Ralph Rodulphus Wheelock was Wheelock's oldest son and heir apparent. While Wheelock believed that Ralph showed great aptitude for the "Indian business," others saw Ralph as arrogant and abrasive. He also suffered from epilepsy, which seriously impeded his ability to work. He died in Hanover as an invalid under almost constant care and guardianship. Wheelock's struggle to accept his son's illness and his son's struggle to overcome it provide an undercurrent for some of the stranger events in the history of Moor's Indian Charity School and Dartmouth College. Ralph grew up surrounded by and dedicated to Indian education, but also with an inflated sense of Wheelock's, and his own, importance, which stayed with him for much of his life. Joseph Brant recounts a telling anecdote: Ralph once ordered William Major, Sir William Johnson's son, to saddle his horse on the grounds that he was the son of a gentleman and William Major was not. Ralph was unable to finish coursework at the College of New Jersey, which he attended from 1761-1763, although he graduated from Yale in 1765. He made three tours of the Six Nations (in 1766, 1767, and 1768), assisting ministers in bringing back children and negotiating with tribes. He taught at Moor's for two years, and was briefly considered as a companion for Occom on the Fundraising Tour.

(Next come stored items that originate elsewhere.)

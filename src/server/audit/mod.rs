mod client;
mod outcome;
mod record;
mod stream;

pub mod clock;
pub mod config;
pub mod fingerprint;
pub mod query;
pub mod writer;

use std::sync::Arc;
use std::time::{Duration, Instant};

use actix_web::dev::ServiceRequest;
use actix_web::http::header::{self, HeaderMap};
use anyhow::Result;
use clock::Clock;
use config::AuditConfig;
use writer::{AuditLogger, AuditSink, AuditWorker};

pub use client::ClientInfo;
pub use outcome::{AuthInfo, AuthStatus, AuthorizationInfo, AuthorizationStatus};
pub use record::AuditRecord;
pub use stream::ArchiveName;

use crate::types::identity::IdentityContext;

use super::context::DecisionContext;

/// Opens the stream files under the configured directory and wires the
/// logger to its writer.
pub fn build(cfg: &AuditConfig, clock: Arc<dyn Clock>) -> Result<(AuditLogger, AuditWorker)> {
    let sink = AuditSink::open(&cfg.dir_path, clock, cfg.retention_days)?;
    Ok(writer::create(
        sink,
        cfg.channel_capacity,
        Duration::from_secs(cfg.rotation_check_secs),
        cfg.console_alerts,
    ))
}

/// What is known about a request before it is handled. Turned into an
/// [`AuditRecord`] once the response status is final.
#[derive(Debug, Clone)]
pub struct RequestInfo {
    pub request_id: String,
    pub timestamp: String,
    pub ip: String,
    pub fingerprint: String,
    pub method: String,
    pub url: String,
    pub client: ClientInfo,
    started: Instant,
}

impl RequestInfo {
    pub fn from_request(req: &ServiceRequest, request_id: String, clock: &dyn Clock) -> Self {
        let headers = req.headers();
        let ip = fingerprint::client_ip(headers, req.peer_addr());
        let user_agent = header_str(headers, header::USER_AGENT);
        let fingerprint = fingerprint::fingerprint(
            &ip,
            user_agent,
            header_str(headers, header::ACCEPT_LANGUAGE),
            header_str(headers, header::ACCEPT_ENCODING),
            header_str(headers, header::ACCEPT),
        );

        let uri = req.uri();
        let url = match uri.path_and_query() {
            Some(pq) => pq.as_str().to_string(),
            None => uri.path().to_string(),
        };

        Self {
            request_id,
            timestamp: AuditRecord::format_timestamp(&clock.now()),
            client: ClientInfo::from_user_agent(user_agent),
            ip,
            fingerprint,
            method: req.method().to_string(),
            url,
            started: Instant::now(),
        }
    }

    pub fn finish(
        self,
        status: u16,
        identity: Option<&IdentityContext>,
        ctx: &DecisionContext,
    ) -> AuditRecord {
        let response_time_ms = self.started.elapsed().as_millis() as u64;
        let authorization = AuthorizationInfo::classify(
            status,
            identity.is_some(),
            ctx.denial_code(),
            ctx.error_message(),
        );
        // Error text is only recorded for failed requests
        let error = if status >= 400 {
            ctx.error_message().map(String::from)
        } else {
            None
        };

        AuditRecord {
            timestamp: self.timestamp,
            request_id: self.request_id,
            fingerprint: self.fingerprint,
            ip: self.ip,
            method: self.method,
            url: self.url,
            status_code: status,
            response_time_ms,
            client: self.client,
            auth: AuthInfo::from_identity(identity),
            authorization,
            security: ctx.security_violation().map(String::from),
            error,
        }
    }
}

fn header_str(headers: &HeaderMap, name: header::HeaderName) -> &str {
    headers
        .get(name)
        .and_then(|v| v.to_str().ok())
        .unwrap_or_default()
}
use anyhow::Result;
use clap::Args;
use gatekeep::server::authn::jwt::JwtTokenGenerator;
use gatekeep::types::identity::{IdentityContext, Role, Verification};

use super::ConfigArgs;

/// Issue a bearer token signed with the configured secret, for operators and
/// manual testing.
#[derive(Args)]
pub struct TokenArgs {
    /// User id (the `sub` claim).
    pub user: String,

    /// Role: customer, artisan, distributor or admin.
    #[arg(short, long, default_value = "customer")]
    pub role: String,

    #[arg(long)]
    pub identity_verified: bool,

    #[arg(long)]
    pub email_verified: bool,

    #[arg(long)]
    pub phone_verified: bool,

    #[arg(long)]
    pub has_address: bool,

    /// Token lifetime in seconds.
    #[arg(short, long, default_value = "3600")]
    pub expiry: u64,

    #[command(flatten)]
    pub config: ConfigArgs,
}

impl TokenArgs {
    pub fn run(self) -> Result<()> {
        let cfg = self.config.load_server()?;

        let identity = IdentityContext {
            user_id: self.user,
            role: Role::parse(&self.role),
            verification: Verification {
                identity: self.identity_verified,
                email: self.email_verified,
                phone: self.phone_verified,
            },
            has_address: self.has_address,
        };
        let generator = JwtTokenGenerator::new(&cfg.authn.secret, self.expiry);
        println!("{}", generator.generate_token(&identity)?);
        Ok(())
    }
}
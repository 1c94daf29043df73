use std::sync::Arc;

use actix_web::web::{self, Bytes, Data};
use actix_web::{HttpRequest, HttpResponse};
use log::{debug, error};
use serde::Deserialize;

use crate::server::audit::query::{self, SearchQuery, Stream};
use crate::server::context::DecisionScope;
use crate::server::error::GuardError;
use crate::server::response::Response;
use crate::server::restful::RestfulContext;
use crate::time::parse_time;

use super::{identity_of, reject, screen};

#[derive(Debug, Deserialize)]
pub struct AuditParams {
    pub search: Option<String>,
    #[serde(default)]
    pub stream: Stream,
    pub since: Option<String>,
    pub until: Option<String>,
    pub limit: Option<usize>,
}

const INVALID_PARAMS: &str = "invalid audit query parameters";

impl AuditParams {
    const DEFAULT_LIMIT: usize = 100;
    const MAX_LIMIT: usize = 1000;
}

/// `GET /api/admin/audit`: admin-only search over the audit streams.
pub async fn handle_audit(
    req: HttpRequest,
    body: Option<Bytes>,
    scope: DecisionScope,
    ctx: Data<Arc<RestfulContext>>,
) -> HttpResponse {
    let identity = identity_of(&req);
    if let Some(resp) = screen(&req, body.as_ref(), identity.as_ref(), &scope, &ctx) {
        return resp;
    }

    match identity {
        Some(ref identity) if identity.is_admin() => {}
        Some(_) => return reject(&scope, GuardError::InsufficientPermission),
        None => return reject(&scope, GuardError::Unauthenticated),
    }

    let params = match web::Query::<AuditParams>::from_query(req.query_string()) {
        Ok(params) => params.into_inner(),
        Err(e) => return invalid_params(&scope, format!("parse audit query: {e}")),
    };

    let mut search = SearchQuery {
        text: params.search.filter(|s| !s.is_empty()),
        limit: Some(
            params
                .limit
                .unwrap_or(AuditParams::DEFAULT_LIMIT)
                .min(AuditParams::MAX_LIMIT),
        ),
        ..Default::default()
    };
    for (value, slot) in [
        (params.since, &mut search.since),
        (params.until, &mut search.until),
    ] {
        if let Some(value) = value {
            match parse_time(&value) {
                Ok(time) => *slot = Some(time),
                Err(e) => return invalid_params(&scope, format!("parse audit time range: {e:#}")),
            }
        }
    }

    let dir = ctx.audit_dir.clone();
    let stream = params.stream;
    let result = web::block(move || query::search(&dir, stream, &search)).await;
    match result {
        Ok(Ok(records)) => Response::json(records).into(),
        Ok(Err(e)) => {
            error!("Search audit {} stream failed: {e:#}", stream.file_name());
            reject(&scope, GuardError::InternalValidationError)
        }
        Err(e) => {
            error!("Search audit task failed: {e}");
            reject(&scope, GuardError::InternalValidationError)
        }
    }
}

/// The detail goes to the operator log and the audit record, never to the
/// caller.
fn invalid_params(scope: &DecisionScope, detail: String) -> HttpResponse {
    debug!("Reject audit search: {detail}");
    scope.borrow_mut().set_error(detail);
    Response::bad_request(INVALID_PARAMS).into()
}
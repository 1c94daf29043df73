use anyhow::{bail, Result};
use log::warn;
use serde::{Deserialize, Serialize};

use crate::config::{expandenv, CommonConfig, PathSet};

/// Bearer token settings. Tokens are HS256 JWTs issued by the identity
/// provider with the same shared secret.
#[derive(Debug, Deserialize, Serialize, Clone)]
pub struct AuthnConfig {
    #[serde(default = "AuthnConfig::default_secret")]
    pub secret: String,

    /// Clock skew tolerated when checking `exp`, in seconds.
    #[serde(default = "AuthnConfig::default_leeway_secs")]
    pub leeway_secs: u64,
}

impl CommonConfig for AuthnConfig {
    fn default() -> Self {
        Self {
            secret: Self::default_secret(),
            leeway_secs: Self::default_leeway_secs(),
        }
    }

    fn complete(&mut self, _ps: &PathSet) -> Result<()> {
        self.secret = expandenv("secret", &self.secret)?;
        if self.secret.is_empty() {
            bail!("secret cannot be empty");
        }
        if self.secret == Self::default_secret() {
            warn!("Using the built-in token secret. THIS IS DANGEROUS, DO NOT USE IN PRODUCTION");
        }

        if self.leeway_secs > Self::MAX_LEEWAY_SECS {
            bail!(
                "leeway_secs must be less than or equal to {}",
                Self::MAX_LEEWAY_SECS
            );
        }

        Ok(())
    }
}

impl AuthnConfig {
    const MAX_LEEWAY_SECS: u64 = 300;

    pub fn default_secret() -> String {
        String::from("gatekeep_secret_123")
    }

    pub fn default_leeway_secs() -> u64 {
        30
    }
}
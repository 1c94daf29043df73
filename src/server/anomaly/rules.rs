use std::str;

use anyhow::{Context, Result};
use url::form_urlencoded;

use super::config::AnomalyConfig;
use super::{PatternTag, RequestView, Rule, Severity};

/// Literal and percent-encoded forms of a parent directory step.
const TRAVERSAL_MARKERS: [&str; 8] = [
    "../",
    "..\\",
    "%2e%2e%2f",
    "%2e%2e/",
    "..%2f",
    "%2e%2e%5c",
    "%2e%2e\\",
    "..%5c",
];

const PAGE_SIZE_KEYS: [&str; 4] = ["limit", "page_size", "pagesize", "per_page"];

pub fn default_rules(cfg: &AnomalyConfig) -> Vec<Rule> {
    let mut rules = vec![
        Rule {
            tag: PatternTag::PathTraversal,
            severity: Severity::Severe,
            check: path_traversal,
        },
        Rule {
            tag: PatternTag::SqlInjectionAttempt,
            severity: Severity::Severe,
            check: sql_injection,
        },
        Rule {
            tag: PatternTag::NosqlInjectionAttempt,
            severity: Severity::Severe,
            check: nosql_injection,
        },
        Rule {
            tag: PatternTag::UnauthorizedAdminAccess,
            severity: Severity::Suspicious,
            check: admin_access,
        },
        Rule {
            tag: PatternTag::PotentialDataScraping,
            severity: Severity::Suspicious,
            check: data_scraping,
        },
    ];
    if cfg.enumeration_detection {
        rules.push(Rule {
            tag: PatternTag::UserEnumerationAttempt,
            severity: Severity::Suspicious,
            check: user_enumeration,
        });
    }
    rules
}

fn path_traversal(view: &RequestView, _cfg: &AnomalyConfig) -> Result<bool> {
    let path = view.path.to_lowercase();
    Ok(TRAVERSAL_MARKERS.iter().any(|marker| path.contains(marker)))
}

fn sql_injection(view: &RequestView, cfg: &AnomalyConfig) -> Result<bool> {
    if view.query.is_empty() {
        return Ok(false);
    }
    let query = decode_query(view.query).to_lowercase();
    Ok(cfg
        .sql_denylist
        .iter()
        .any(|fragment| contains_fragment(&query, fragment)))
}

fn nosql_injection(view: &RequestView, cfg: &AnomalyConfig) -> Result<bool> {
    let body = match view.body {
        Some(body) if !body.is_empty() => body,
        _ => return Ok(false),
    };
    let body = str::from_utf8(body).context("request body is not utf-8")?;
    let body = body.to_lowercase();
    Ok(cfg
        .nosql_operators
        .iter()
        .any(|op| contains_token(&body, op)))
}

fn admin_access(view: &RequestView, cfg: &AnomalyConfig) -> Result<bool> {
    if view.is_admin() {
        return Ok(false);
    }
    Ok(segments(view.path).any(|segment| {
        let segment = segment.to_lowercase();
        cfg.admin_segments.iter().any(|admin| *admin == segment)
    }))
}

fn data_scraping(view: &RequestView, cfg: &AnomalyConfig) -> Result<bool> {
    if view.is_admin() || view.query.is_empty() {
        return Ok(false);
    }
    for (key, value) in form_urlencoded::parse(view.query.as_bytes()) {
        if !PAGE_SIZE_KEYS.contains(&key.to_lowercase().as_str()) {
            continue;
        }
        // Non-numeric sizes are rejected by the handlers, not here
        if let Ok(size) = value.trim().parse::<u64>() {
            if size > cfg.max_page_size {
                return Ok(true);
            }
        }
    }
    Ok(false)
}

fn user_enumeration(view: &RequestView, _cfg: &AnomalyConfig) -> Result<bool> {
    if view.is_admin() {
        return Ok(false);
    }
    let caller = view.identity.map(|id| id.user_id.as_str());

    let mut iter = segments(view.path);
    while let Some(segment) = iter.next() {
        if segment != "user" && segment != "users" {
            continue;
        }
        if let Some(target) = iter.next() {
            if Some(target) != caller {
                return Ok(true);
            }
        }
    }
    Ok(false)
}

fn segments(path: &str) -> impl Iterator<Item = &str> {
    path.split('/').filter(|s| !s.is_empty())
}

/// Decodes the query into `key=value` pairs joined with `&`.
fn decode_query(query: &str) -> String {
    form_urlencoded::parse(query.as_bytes())
        .map(|(key, value)| {
            if value.is_empty() {
                key.into_owned()
            } else {
                format!("{key}={value}")
            }
        })
        .collect::<Vec<_>>()
        .join("&")
}

/// Whether the SQL `fragment` appears in `s`. Fragments made of punctuation
/// only, such as the comment markers `--` and `/*`, count only when followed
/// by whitespace or the end of input, so `mid--century` is no match.
fn contains_fragment(s: &str, fragment: &str) -> bool {
    if fragment.is_empty() {
        return false;
    }
    if fragment.chars().any(char::is_alphanumeric) {
        return s.contains(fragment);
    }
    s.match_indices(fragment).any(|(pos, _)| {
        s[pos + fragment.len()..]
            .chars()
            .next()
            .map_or(true, char::is_whitespace)
    })
}

/// Whether `op` appears in `s` not followed by an identifier character, so
/// that `$ne` does not match `$next`.
fn contains_token(s: &str, op: &str) -> bool {
    if op.is_empty() {
        return false;
    }
    let mut start = 0;
    while let Some(pos) = s[start..].find(op) {
        let end = start + pos + op.len();
        match s[end..].chars().next() {
            Some(c) if c.is_alphanumeric() || c == '_' => start = end,
            _ => return true,
        }
    }
    false
}
use std::net::{IpAddr, SocketAddr};

use actix_web::http::header::HeaderMap;
use sha2::{Digest, Sha256};

/// Proxy headers checked for the client address, highest priority first.
const IP_HEADERS: [&str; 8] = [
    "x-forwarded-for",
    "x-real-ip",
    "x-client-ip",
    "cf-connecting-ip",
    "true-client-ip",
    "x-cluster-client-ip",
    "forwarded-for",
    "forwarded",
];

const FINGERPRINT_LEN: usize = 16;

pub const UNKNOWN_IP: &str = "unknown";

/// Stable, one-way client token over (ip, user-agent, accept-language,
/// accept-encoding, accept).
pub fn fingerprint(
    ip: &str,
    user_agent: &str,
    accept_language: &str,
    accept_encoding: &str,
    accept: &str,
) -> String {
    let joined = [ip, user_agent, accept_language, accept_encoding, accept].join("|");
    let digest = Sha256::digest(joined.as_bytes());
    let mut hex = format!("{digest:x}");
    hex.truncate(FINGERPRINT_LEN);
    hex
}

/// First valid address from the proxy headers, then the peer address, else
/// [`UNKNOWN_IP`].
pub fn client_ip(headers: &HeaderMap, peer: Option<SocketAddr>) -> String {
    for name in IP_HEADERS {
        let value = match headers.get(name).and_then(|v| v.to_str().ok()) {
            Some(value) => value,
            None => continue,
        };
        let first = match value.split(',').next() {
            Some(first) => first.trim(),
            None => continue,
        };
        if let Some(ip) = parse_ip(first) {
            return ip.to_string();
        }
    }

    match peer {
        Some(addr) => addr.ip().to_string(),
        None => String::from(UNKNOWN_IP),
    }
}

/// Accepts a bare address, or the `for=` element of a `Forwarded` header.
fn parse_ip(value: &str) -> Option<IpAddr> {
    let value = value
        .split(';')
        .map(str::trim)
        .find_map(|part| part.strip_prefix("for="))
        .unwrap_or(value);
    let value = value.trim_matches('"');
    let value = value
        .strip_prefix('[')
        .and_then(|v| v.split(']').next())
        .unwrap_or(value);
    value.parse::<IpAddr>().ok()
}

Wheelock formally named him as his heir in the 1768 draft of his will. However, Wheelock's reliance on Ralph brought disastrous consequences for the school. In the spring of 1768, Wheelock sent Ralph to the Onondagas and Oneidas to negotiate about schoolmasters and missionaries. Once there, Ralph managed to offend the assembled chiefs beyond repair. Ralph blamed his failure on Kirkland, and it was not until 1772 that Wheelock learned the truth of the matter. It is likely that Ralph's conduct influenced the Oneidas' decision to pull their children out of Moor's later in 1768: Wheelock himself implied as much in his 1771 Journal. By the early 1770s, Wheelock had realized that Ralph was never going to take over Dartmouth College. In a later will, Wheelock provided Ralph with £50 per annum for his care, to be paid out by the College, and stipulated that his other heirs should look after his oldest son. Because Ralph was unable to serve as Wheelock's heir, the presidency of the College passed to John Wheelock, a soldier who had no theological training or desire to run a college.

Wheelock, Mary (née Brinsmead)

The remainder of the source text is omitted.